Look through the records, and whenever a line includes the word "EnterAlternateScreen", copy it.

(Stored data)
::::::::::

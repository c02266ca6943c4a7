mod render;

use anyhow::{Context, Result};
use crossterm::cursor::{Hide, Show};
use crossterm::event::{self, Event, KeyCode, KeyEventKind};
use crossterm::terminal::{self, EnterAlternateScreen, LeaveAlternateScreen};
use crossterm::ExecutableCommand;
use log::info;
use std::io::{self, Stdout};
use std::time::Duration;

use maze_runner::{Dir, MazeConfig, Session};
use render::{Renderer, ScreenEvents};

const POLL_MS: u64 = 100;

enum Input {
    Move(Dir),
    NextLevel,
    Quit,
}

fn main() -> Result<()> {
    env_logger::Builder::new()
        .filter_level(log::LevelFilter::Warn)
        .parse_default_env()
        .init();

    let config = MazeConfig::from_env();
    let mut session = Session::new(config, ScreenEvents::default())
        .context("invalid maze configuration")?;

    let mut stdout = io::stdout();
    terminal::enable_raw_mode().context("enabling raw mode")?;
    stdout.execute(EnterAlternateScreen)?;
    stdout.execute(Hide)?;

    let result = run(&mut stdout, &mut session);

    stdout.execute(Show)?;
    stdout.execute(LeaveAlternateScreen)?;
    terminal::disable_raw_mode().context("restoring terminal")?;
    result
}

fn run(stdout: &mut Stdout, session: &mut Session<ScreenEvents>) -> Result<()> {
    let mut renderer = Renderer::new();
    render::render(stdout, session, &mut renderer)?;

    loop {
        if !event::poll(Duration::from_millis(POLL_MS))? {
            continue;
        }
        let input = match event::read()? {
            Event::Key(key) if key.kind != KeyEventKind::Release => read_key(key.code),
            Event::Resize(_, _) => {
                session.observer_mut().needs_full = true;
                None
            }
            _ => None,
        };

        match input {
            Some(Input::Quit) => {
                info!("quit at level {}", session.level());
                return Ok(());
            }
            Some(Input::Move(dir)) => {
                session.attempt_move(dir);
            }
            Some(Input::NextLevel) => {
                if session.advance_level() {
                    session.observer_mut().message.clear();
                }
            }
            None => {}
        }
        render::render(stdout, session, &mut renderer)?;
    }
}

fn read_key(code: KeyCode) -> Option<Input> {
    match code {
        KeyCode::Char('q') | KeyCode::Esc => Some(Input::Quit),
        KeyCode::Up | KeyCode::Char('k') => Some(Input::Move(Dir::Up)),
        KeyCode::Down | KeyCode::Char('j') => Some(Input::Move(Dir::Down)),
        KeyCode::Left | KeyCode::Char('h') => Some(Input::Move(Dir::Left)),
        KeyCode::Right | KeyCode::Char('l') => Some(Input::Move(Dir::Right)),
        KeyCode::Char('n') => Some(Input::NextLevel),
        _ => None,
    }
}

::::::::::

**Answer space:**
use crossterm::terminal::{self, EnterAlternateScreen, LeaveAlternateScreen};
    stdout.execute(EnterAlternateScreen)?;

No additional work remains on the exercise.